Dürer started traveling in 1490; he was not quite nineteen. He had spent four years apprenticed to a master painter and engraver, Michael Wolgemut; he now set off to Colmar, to work under Martin Schongauer. But he took two years reaching Colmar, and when he did, Schongauer was dead. His restless wanderings across Europe included two trips to Venice and were capped by a year-long sojourn in The Netherlands, where he was a celebrity among celebrities, moving in a nimbus of fame through a circle that included Erasmus himself.
In moving from Nuremberg to Venice, Dürer reversed a whole direction of cultural priorities. The center to which German artists had previously looked were Bruges and Ghent in Flanders and the northern Gothic style shaped there by artists like the Van Eycks and Hugo van der Goes. What fascinated Dürer was Italian humanism and all that flowed from the discovery of classical antiquity. But in fact, the trips to Venice did not radically change his style. They did give him confidence when Giovanni Bellini, the Venetian artist he most admired, became his friend. He said, "Here I am a gentleman, at home I am a parasite.", from which it appears that Dürer knew more about the business of being a successful expatriate than most travelers ever discover.
Dürer married Agnes Frey in 1494, visited Venice that year for the first time, returned there again in 1505 and stayed until 1507. Meanwhile he built a great house which still stands on the castle hill in Nuremberg. Dürer was almost piously devoted to his parents and had many warm friendships. Among them was that of a patrician, witty, intellectual widower-playboy named Willibald Pirkheimer who became his special intimate.

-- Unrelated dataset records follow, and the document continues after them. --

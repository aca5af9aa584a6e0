//! Conflict detection and resolution for simultaneous actions.
//!
//! Given every action proposed in a turn, [`detect_and_resolve`] groups the
//! actions that contest the same resource according to the guild's
//! [`ConflictCatalog`], then decides each group:
//!
//! 1. **Auto check**: each contestant rolls a check built from the entry's
//!    [`CheckTemplate`]. Without a difficulty the contestants meet in
//!    opposed bouts (the current leader initiates against the next
//!    contestant in submission order). With a difficulty every contestant
//!    rolls against it and the best successes win.
//! 2. **Priority**: a [`PriorityRule`] orders the contestants. No dice.
//! 3. **Manual**: the group is left `awaiting_manual` for a moderator.
//!
//! A group only becomes a conflict when it holds more contestants than its
//! capacity; at most `capacity` contestants win. Every input action ends up
//! in exactly one place: cleared (including conflict winners), lost, or
//! awaiting a moderator.

use std::cmp::Reverse;
use std::collections::BTreeSet;

use chrono::Utc;
use questline_types::{
    Action, ActionId, CheckResult, ConflictId, ConflictInstance, ConflictResolution,
    ConflictStatus, GuildId, ResolutionMethod,
};
use tracing::{debug, info, warn};

use crate::catalog::{
    CheckTemplate, ConflictCatalog, ConflictDefinition, DifficultyTable, ModifierTable,
    ResolutionMode,
};
use crate::check::{self, CheckRequest, CheckTarget, TieBreakPolicy, ability_modifier};
use crate::dice::DieRoller;
use crate::error::RulesError;
use crate::priority::{NoStats, ParticipantStats, sort_by_submission};

static NO_DIFFICULTIES: DifficultyTable = DifficultyTable::new();
static NO_MODIFIERS: ModifierTable = ModifierTable::new();

/// Everything the resolver reads besides the actions themselves.
pub struct ResolutionContext<'a> {
    /// Guild being processed.
    pub guild_id: GuildId,
    /// Turn being processed.
    pub turn_id: u64,
    /// The guild's catalog.
    pub catalog: &'a ConflictCatalog,
    /// Named difficulty classes.
    pub difficulties: &'a DifficultyTable,
    /// Extra modifiers per action type.
    pub modifiers: &'a ModifierTable,
    /// Actor attributes.
    pub stats: &'a dyn ParticipantStats,
}
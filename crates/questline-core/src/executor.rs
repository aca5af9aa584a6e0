//! The action executor: one action, one scoped unit of work.
//!
//! Each action runs inside its own transaction bound to the action's
//! guild. The scope commits on success and rolls back on every other exit:
//! an error from the store, an error from commit, or a panic inside the
//! collaborator. Nothing one action stages is visible to any other.
//!
//! Failures are classified for the turn report:
//!
//! | Store error | Class | Logged at |
//! |---|---|---|
//! | `Validation` | [`FailureClass::Validation`] | `debug` |
//! | `Unavailable` | [`FailureClass::Dependency`] | `debug` |
//! | `Fault`, panic | [`FailureClass::Fault`] | `warn` |

use std::any::Any;
use std::panic::{AssertUnwindSafe, catch_unwind};

use questline_types::{Action, ActionOutcome, Effect, FailureClass};
use tracing::{debug, warn};

use crate::error::StoreError;
use crate::ports::{WorldStore, WorldTransaction};

/// Rolls back on drop unless committed.
struct Scope<'a> {
    tx: Option<Box<dyn WorldTransaction + 'a>>,
}

impl Scope<'_> {
    fn apply(&mut self, action: &Action) -> Result<Vec<Effect>, StoreError> {
        match self.tx.as_mut() {
            Some(tx) => tx.apply(action),
            None => Err(StoreError::fault("scope already released")),
        }
    }

    fn commit(mut self) -> Result<(), StoreError> {
        match self.tx.take() {
            Some(tx) => tx.commit(),
            None => Err(StoreError::fault("scope already released")),
        }
    }
}

impl Drop for Scope<'_> {
    fn drop(&mut self) {
        if let Some(tx) = self.tx.take() {
            tx.rollback();
        }
    }
}

/// Map a store error onto its failure class.
pub const fn classify(error: &StoreError) -> FailureClass {
    match error {
        StoreError::Validation { .. } => FailureClass::Validation,
        StoreError::Unavailable { .. } => FailureClass::Dependency,
        StoreError::Fault { .. } => FailureClass::Fault,
    }
}

fn run(store: &dyn WorldStore, action: &Action) -> Result<Vec<Effect>, StoreError> {
    let mut scope = Scope {
        tx: Some(store.begin(action.guild_id)?),
    };
    let effects = scope.apply(action)?;
    scope.commit()?;
    Ok(effects)
}

pub(crate) fn panic_message(payload: &(dyn Any + Send)) -> String {
    payload
        .downcast_ref::<&str>()
        .map(|s| (*s).to_owned())
        .or_else(|| payload.downcast_ref::<String>().cloned())
        .unwrap_or_else(|| "panic with non-string payload".to_owned())
}

/// Execute one action in its own scope.
pub fn execute(store: &dyn WorldStore, action: &Action) -> ActionOutcome {
    let result = catch_unwind(AssertUnwindSafe(|| run(store, action)))
        .unwrap_or_else(|payload| {
            Err(StoreError::fault(format!(
                "collaborator panicked: {}",
                panic_message(payload.as_ref())
            )))
        });

    match result {
        Ok(effects) => {
            debug!(
                guild_id = %action.guild_id,
                actor_id = %action.actor_id,
                action_id = %action.id,
                action_type = %action.action_type,
                effects = effects.len(),
                "Action committed"
            );
            ActionOutcome::committed(effects)
        }
        Err(err) => {
            let class = classify(&err);
            if class == FailureClass::Fault {
                warn!(
                    guild_id = %action.guild_id,
                    actor_id = %action.actor_id,
                    action_id = %action.id,
                    error = %err,
                    "Action faulted, scope rolled back"
                );
            } else {
                debug!(
                    guild_id = %action.guild_id,
                    actor_id = %action.actor_id,
                    action_id = %action.id,
                    ?class,
                    error = %err,
                    "Action rejected, scope rolled back"
                );
            }
            ActionOutcome::failed(class, err.to_string())
        }
    }
}

#[cfg(test)]
#[allow(clippy::unwrap_used, clippy::panic)]
mod tests {
    use std::sync::Mutex;

    use questline_types::{ActorId, ActorKind, GuildId};

    use super::*;

    #[derive(Debug, Clone, Copy, PartialEq, Eq)]
    enum Behaviour {
        Succeed,
        Reject,
        Unavailable,
        Fault,
        FailCommit,
        Panic,
        NoBegin,
    }

    #[derive(Default)]
    struct Journal {
        begun: u32,
        committed: u32,
        rolled_back: u32,
    }

    struct ScriptedStore {
        behaviour: Behaviour,
        journal: Mutex<Journal>,
    }

    impl ScriptedStore {
        fn new(behaviour: Behaviour) -> Self {
            Self {
                behaviour,
                journal: Mutex::new(Journal::default()),
            }
        }

        fn counts(&self) -> (u32, u32, u32) {
            let j = self.journal.lock().unwrap();
            (j.begun, j.committed, j.rolled_back)
        }
    }

    struct ScriptedTx<'a> {
        store: &'a ScriptedStore,
    }

    impl WorldTransaction for ScriptedTx<'_> {
        fn apply(&mut self, action: &Action) -> Result<Vec<Effect>, StoreError> {
            match self.store.behaviour {
                Behaviour::Reject => Err(StoreError::validation("target no longer present")),
                Behaviour::Unavailable => Err(StoreError::unavailable("inventory service down")),
                Behaviour::Fault => Err(StoreError::fault("constraint violated")),
                Behaviour::Panic => panic!("boom"),
                _ => Ok(vec![Effect::Custom {
                    description: action.action_type.to_string(),
                }]),
            }
        }

        fn commit(self: Box<Self>) -> Result<(), StoreError> {
            if self.store.behaviour == Behaviour::FailCommit {
                return Err(StoreError::fault("commit lost"));
            }
            self.store.journal.lock().unwrap().committed += 1;
            Ok(())
        }

        fn rollback(self: Box<Self>) {
            self.store.journal.lock().unwrap().rolled_back += 1;
        }
    }

    impl WorldStore for ScriptedStore {
        fn attribute(&self, _: GuildId, _: ActorId, _: &str) -> Result<Option<i64>, StoreError> {
            Ok(None)
        }

        fn begin(&self, _: GuildId) -> Result<Box<dyn WorldTransaction + '_>, StoreError> {
            if self.behaviour == Behaviour::NoBegin {
                return Err(StoreError::unavailable("no connection"));
            }
            self.journal.lock().unwrap().begun += 1;
            Ok(Box::new(ScriptedTx { store: self }))
        }
    }

    fn make_action() -> Action {
        Action::new(GuildId::new(), ActorId::new(), ActorKind::Character, "search")
    }

    #[test]
    fn success_commits_once() {
        let store = ScriptedStore::new(Behaviour::Succeed);
        let outcome = execute(&store, &make_action());
        assert!(outcome.success);
        assert_eq!(outcome.effects_applied.len(), 1);
        assert_eq!(store.counts(), (1, 1, 0));
    }

    #[test]
    fn failures_are_classified_and_rolled_back() {
        for (behaviour, class) in [
            (Behaviour::Reject, FailureClass::Validation),
            (Behaviour::Unavailable, FailureClass::Dependency),
            (Behaviour::Fault, FailureClass::Fault),
        ] {
            let store = ScriptedStore::new(behaviour);
            let outcome = execute(&store, &make_action());
            assert!(!outcome.success);
            assert!(outcome.effects_applied.is_empty());
            assert_eq!(outcome.failure_class(), Some(class));
            assert_eq!(store.counts(), (1, 0, 1), "{behaviour:?}");
        }
    }

    #[test]
    fn panic_inside_scope_is_a_fault() {
        let store = ScriptedStore::new(Behaviour::Panic);
        let outcome = execute(&store, &make_action());
        assert_eq!(outcome.failure_class(), Some(FailureClass::Fault));
        assert!(outcome.error.unwrap().message.contains("boom"));
        assert_eq!(store.counts(), (1, 0, 1));
    }

    #[test]
    fn commit_failure_is_reported() {
        let store = ScriptedStore::new(Behaviour::FailCommit);
        let outcome = execute(&store, &make_action());
        assert_eq!(outcome.failure_class(), Some(FailureClass::Fault));
        assert_eq!(store.counts(), (1, 0, 0));
    }

    #[test]
    fn unavailable_scope_is_a_dependency_failure() {
        let store = ScriptedStore::new(Behaviour::NoBegin);
        let outcome = execute(&store, &make_action());
        assert_eq!(outcome.failure_class(), Some(FailureClass::Dependency));
        assert_eq!(store.counts(), (0, 0, 0));
    }
}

But he was the most indifferent, rudest of husbands. Without compunction he used his fifteen-year-old wife's dowry to set up his graphics workshop and used her to sit in markets and fairs selling his prints. He wrote coarsely of her. He usually traveled without her and many years later, when he did take her on a trip to the Netherlands, he allowed her to accompany him to only one of the many banquets given in his honor and when they stayed at home, she was left to eat upstairs with the maid. Obviously in his perception, she was a provincial bore who could not keep intellectual and social pace with her agile husband.
He was a popinjay, dressing in the most chic Italian fashions. He cherished and believed every kind of attention and pandering compliment, yet he acknowledged the likelihood that he was being scoffed at behind his back. He longed to be considered a gentleman.
The success of Dürer's work led the way for other German artists, Matthias Grünewald, Albrecht Altdorfer, Hans Holbein the Younger and Martin Luther's great friend, Lucas Cranach, all of whose work made Germany for half a century the leader of the Northern Renaissance. In Dürer's day, art works were valued like drygoods, by the size, hours of labor and the material. As a new humanist, he protested that as art represented man more accurately, it approached divinity more closely. So a tiny drawing, if divinely inspired, could be more artistic than a giant altarpiece. He became one of the first to sign and date even his most incidental drawings. His chop, a reminder of his early goldsmith's training, was known across Europe. He died in Nuremberg on April 6, 1528.